HIV: treating tuberculosis

Overview

HIV infection kills more people than any other infectious disease.[1] Infection with Mycobacterium tuberculosis is among the most important HIV-related opportunistic infections, in both resource-rich and resource-poor countries. The WHO estimates that tuberculosis is the cause of death in 13% of people who die from AIDS.[1] HIV infection compromises the host's immune defences and can lead to failure to control latent M tuberculosis infection, with the subsequent development of active (i.e., symptomatic) tuberculosis. The HIV pandemic has been a major contributing factor in the spread of tuberculosis in many countries. Tuberculosis most commonly affects the lungs, but can also affect many other organs, such as lymph nodes, kidneys, liver, GI tract, and the central nervous system. In a study of 132 HIV-positive people with tuberculosis in San Francisco, 50 (38%) had solely pulmonary disease, 40 (30%) had solely extrapulmonary disease, and 42 (32%) had both pulmonary and extrapulmonary disease.[2] In Africa and South America, 40% to 80% of HIV-positive people presenting with tuberculosis have pulmonary disease.[3] The specific symptoms of tuberculosis depend on the site of infection.
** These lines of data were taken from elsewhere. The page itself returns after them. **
//! Alert feed
//!
//! Bounded reverse-chronological list of alert events (newest first).
//! Acknowledgement is local and optimistic; the server-side record travels
//! as a fire-and-forget transport event and is never reconciled back.

use std::collections::VecDeque;
use std::sync::RwLock;

use crate::types::{Alert, Role};

/// Alerts retained in the feed
pub const FEED_CAPACITY: usize = 50;

/// Bounded alert feed, newest first
#[derive(Default)]
pub struct AlertFeed {
    alerts: RwLock<VecDeque<Alert>>,
}

impl AlertFeed {
    pub fn new() -> Self {
        Self::default()
    }

    /// Prepend an alert, dropping the oldest past capacity
    pub fn ingest(&self, alert: Alert) {
        let mut alerts = self.alerts.write().expect("alert lock poisoned");
        alerts.push_front(alert);
        alerts.truncate(FEED_CAPACITY);
    }

    /// Mark an alert acknowledged. Idempotent; unknown ids are a no-op.
    /// Returns whether anything changed, so the caller knows whether to
    /// emit the outbound acknowledgement event.
    pub fn acknowledge(&self, alert_id: &str) -> bool {
        let mut alerts = self.alerts.write().expect("alert lock poisoned");
        match alerts.iter_mut().find(|a| a.id == alert_id) {
            Some(alert) if !alert.acknowledged => {
                alert.acknowledged = true;
                true
            }
            _ => false,
        }
    }

    /// Snapshot, newest first
    pub fn snapshot(&self) -> Vec<Alert> {
        self.alerts
            .read()
            .expect("alert lock poisoned")
            .iter()
            .cloned()
            .collect()
    }

    /// Unacknowledged alerts, newest first
    pub fn unacknowledged(&self) -> Vec<Alert> {
        self.alerts
            .read()
            .expect("alert lock poisoned")
            .iter()
            .filter(|a| !a.acknowledged)
            .cloned()
            .collect()
    }

    /// Role-scoped view for notification display: cleaners see their own
    /// block, supervisors and the authority see everything.
    pub fn for_role(&self, role: Role, block_id: Option<&str>) -> Vec<Alert> {
        let alerts = self.alerts.read().expect("alert lock poisoned");
        match role {
            Role::Cleaner => alerts
                .iter()
                .filter(|a| Some(a.block_id.as_str()) == block_id)
                .cloned()
                .collect(),
            Role::Supervisor | Role::Authority => alerts.iter().cloned().collect(),
        }
    }

    pub fn len(&self) -> usize {
        self.alerts.read().expect("alert lock poisoned").len()
    }

    pub fn is_empty(&self) -> bool {
        self.len() == 0
    }
}

#[cfg(test)]
mod tests {
    use super::*;
    use crate::types::{AlertKind, AlertSeverity};
    use chrono::Utc;

    fn alert(id: &str, block: &str) -> Alert {
        Alert {
            id: id.to_string(),
            kind: AlertKind::Cleanliness,
            block_id: block.to_string(),
            severity: AlertSeverity::Medium,
            message: "Score below threshold".to_string(),
            timestamp: Utc::now(),
            acknowledged: false,
            assigned_to: None,
        }
    }

    #[test]
    fn test_newest_first_and_bounded() {
        let feed = AlertFeed::new();
        for i in 0..55 {
            feed.ingest(alert(&format!("a{}", i), "b1"));
        }

        let snapshot = feed.snapshot();
        assert_eq!(snapshot.len(), FEED_CAPACITY);
        assert_eq!(snapshot.first().unwrap().id, "a54");
        // Oldest five dropped off the tail
        assert_eq!(snapshot.last().unwrap().id, "a5");
    }

    #[test]
    fn test_acknowledge_idempotent() {
        let feed = AlertFeed::new();
        feed.ingest(alert("a1", "b1"));

        assert!(feed.acknowledge("a1"));
        assert!(!feed.acknowledge("a1"));

        let snapshot = feed.snapshot();
        assert!(snapshot[0].acknowledged);
        assert!(feed.unacknowledged().is_empty());
    }

    #[test]
    fn test_acknowledge_unknown_id_is_noop() {
        let feed = AlertFeed::new();
        feed.ingest(alert("a1", "b1"));
        assert!(!feed.acknowledge("missing"));
        assert_eq!(feed.unacknowledged().len(), 1);
    }

    #[test]
    fn test_role_filtered_views() {
        let feed = AlertFeed::new();
        feed.ingest(alert("a1", "b1"));
        feed.ingest(alert("a2", "b2"));

        let mine = feed.for_role(Role::Cleaner, Some("b1"));
        assert_eq!(mine.len(), 1);
        assert_eq!(mine[0].id, "a1");

        assert_eq!(feed.for_role(Role::Supervisor, None).len(), 2);
        assert_eq!(feed.for_role(Role::Authority, None).len(), 2);
        assert!(feed.for_role(Role::Cleaner, None).is_empty());
    }
}
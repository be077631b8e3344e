//! Typed REST client for the dashboard API
//!
//! Every response is wrapped in the `{success, data?, message?}` envelope.
//! Non-2xx or `success:false` is an error. HTTP 401 maps to
//! `SyncError::Unauthorized` so the session layer can force a sign-out.

use reqwest::{Method, RequestBuilder, StatusCode};
use serde::de::DeserializeOwned;
use tracing::debug;

use crate::config::SyncConfig;
use crate::types::{
    ApiEnvelope, AuthPayload, LoginCredentials, MePayload, NewTask, RegisterCredentials, Result,
    SyncError, Task, TaskPatch, User,
};

// Endpoint paths
const LOGIN: &str = "/api/auth/login";
const REGISTER: &str = "/api/auth/register";
const ME: &str = "/api/auth/me";
const LOGOUT: &str = "/api/auth/logout";
const TASKS: &str = "/api/tasks";

/// REST client for auth and task operations
#[derive(Debug, Clone)]
pub struct ApiClient {
    base_url: String,
    http: reqwest::Client,
}

impl ApiClient {
    /// Create a client with the configured base URL and request timeout
    pub fn new(config: &SyncConfig) -> Result<Self> {
        let http = reqwest::Client::builder()
            .timeout(config.request_timeout)
            .build()
            .map_err(|e| SyncError::Config(format!("Failed to build HTTP client: {}", e)))?;

        Ok(Self {
            base_url: config.api_url.trim_end_matches('/').to_string(),
            http,
        })
    }

    fn request(&self, method: Method, path: &str, token: Option<&str>) -> RequestBuilder {
        let mut req = self.http.request(method, format!("{}{}", self.base_url, path));
        if let Some(token) = token {
            req = req.bearer_auth(token);
        }
        req
    }

    /// Send a request and unwrap the response envelope
    async fn send<T: DeserializeOwned>(&self, req: RequestBuilder) -> Result<T> {
        let response = req.send().await?;

        if !response.status().is_success() {
            return Err(Self::failure(response).await);
        }

        let envelope: ApiEnvelope<T> = response.json().await?;

        if !envelope.success {
            return Err(SyncError::Api(envelope.failure_message()));
        }

        envelope
            .data
            .ok_or_else(|| SyncError::Api("Response envelope has no data".to_string()))
    }

    /// Same as [`send`], for endpoints whose envelope carries no data
    async fn send_ok(&self, req: RequestBuilder) -> Result<()> {
        let response = req.send().await?;

        if !response.status().is_success() {
            return Err(Self::failure(response).await);
        }

        let envelope: ApiEnvelope<serde_json::Value> = response.json().await?;

        if !envelope.success {
            return Err(SyncError::Api(envelope.failure_message()));
        }

        Ok(())
    }

    /// Map a non-2xx response to an error. 401 always means the credential
    /// is no longer valid. Other failures carry the server's envelope
    /// message when the body is one; a proxy can hand back plain HTML, and
    /// the HTTP status must stay visible in that case.
    async fn failure(response: reqwest::Response) -> SyncError {
        let status = response.status();
        if status == StatusCode::UNAUTHORIZED {
            return SyncError::Unauthorized("HTTP 401".to_string());
        }
        match response.json::<ApiEnvelope<serde_json::Value>>().await {
            Ok(envelope) => SyncError::Api(envelope.failure_message()),
            Err(_) => SyncError::Api(format!("HTTP {}", status)),
        }
    }

    // ========================================================================
    // Auth
    // ========================================================================

    pub async fn login(&self, credentials: &LoginCredentials) -> Result<AuthPayload> {
        if credentials.email.is_empty() || credentials.password.is_empty() {
            return Err(SyncError::Invalid("email and password are required".into()));
        }
        debug!(email = %credentials.email, "POST {}", LOGIN);
        self.send(self.request(Method::POST, LOGIN, None).json(credentials))
            .await
    }

    pub async fn register(&self, credentials: &RegisterCredentials) -> Result<AuthPayload> {
        if credentials.name.is_empty()
            || credentials.email.is_empty()
            || credentials.password.is_empty()
        {
            return Err(SyncError::Invalid(
                "name, email and password are required".into(),
            ));
        }
        debug!(email = %credentials.email, "POST {}", REGISTER);
        self.send(self.request(Method::POST, REGISTER, None).json(credentials))
            .await
    }

    /// Resolve the identity behind a persisted token (`who am I`)
    pub async fn me(&self, token: &str) -> Result<User> {
        let payload: MePayload = self.send(self.request(Method::GET, ME, Some(token))).await?;
        Ok(payload.user)
    }

    pub async fn logout(&self, token: &str) -> Result<()> {
        self.send_ok(self.request(Method::POST, LOGOUT, Some(token)))
            .await
    }

    // ========================================================================
    // Tasks
    // ========================================================================

    /// Fetch tasks, optionally filtered to one assignee
    pub async fn fetch_tasks(&self, token: &str, assigned_to: Option<&str>) -> Result<Vec<Task>> {
        let mut req = self.request(Method::GET, TASKS, Some(token));
        if let Some(assignee) = assigned_to {
            req = req.query(&[("assignedTo", assignee)]);
        }
        self.send(req).await
    }

    pub async fn create_task(&self, token: &str, task: &NewTask) -> Result<Task> {
        if task.title.is_empty() || task.block_id.is_empty() {
            return Err(SyncError::Invalid("title and blockId are required".into()));
        }
        self.send(self.request(Method::POST, TASKS, Some(token)).json(task))
            .await
    }

    pub async fn update_task(&self, token: &str, id: &str, patch: &TaskPatch) -> Result<Task> {
        if patch.is_empty() {
            return Err(SyncError::Invalid("empty task patch".into()));
        }
        let path = format!("{}/{}", TASKS, id);
        self.send(self.request(Method::PATCH, &path, Some(token)).json(patch))
            .await
    }

    pub async fn delete_task(&self, token: &str, id: &str) -> Result<()> {
        let path = format!("{}/{}", TASKS, id);
        self.send_ok(self.request(Method::DELETE, &path, Some(token)))
            .await
    }
}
Pulmonary disease characteristically presents with cough, haemoptysis, chest pain, and systemic symptoms, such as weight loss and night sweats. This review deals with the treatment of active tuberculosis (both pulmonary and extrapulmonary) in people with HIV. Prevention of tuberculosis in people with HIV is covered in a separate review (see review on HIV: prevention of opportunistic infections).

Latest citations

Isoniazid plus antiretroviral therapy to prevent tuberculosis: a randomised double-blind, placebo-controlled trial. ( 13 June 2014 )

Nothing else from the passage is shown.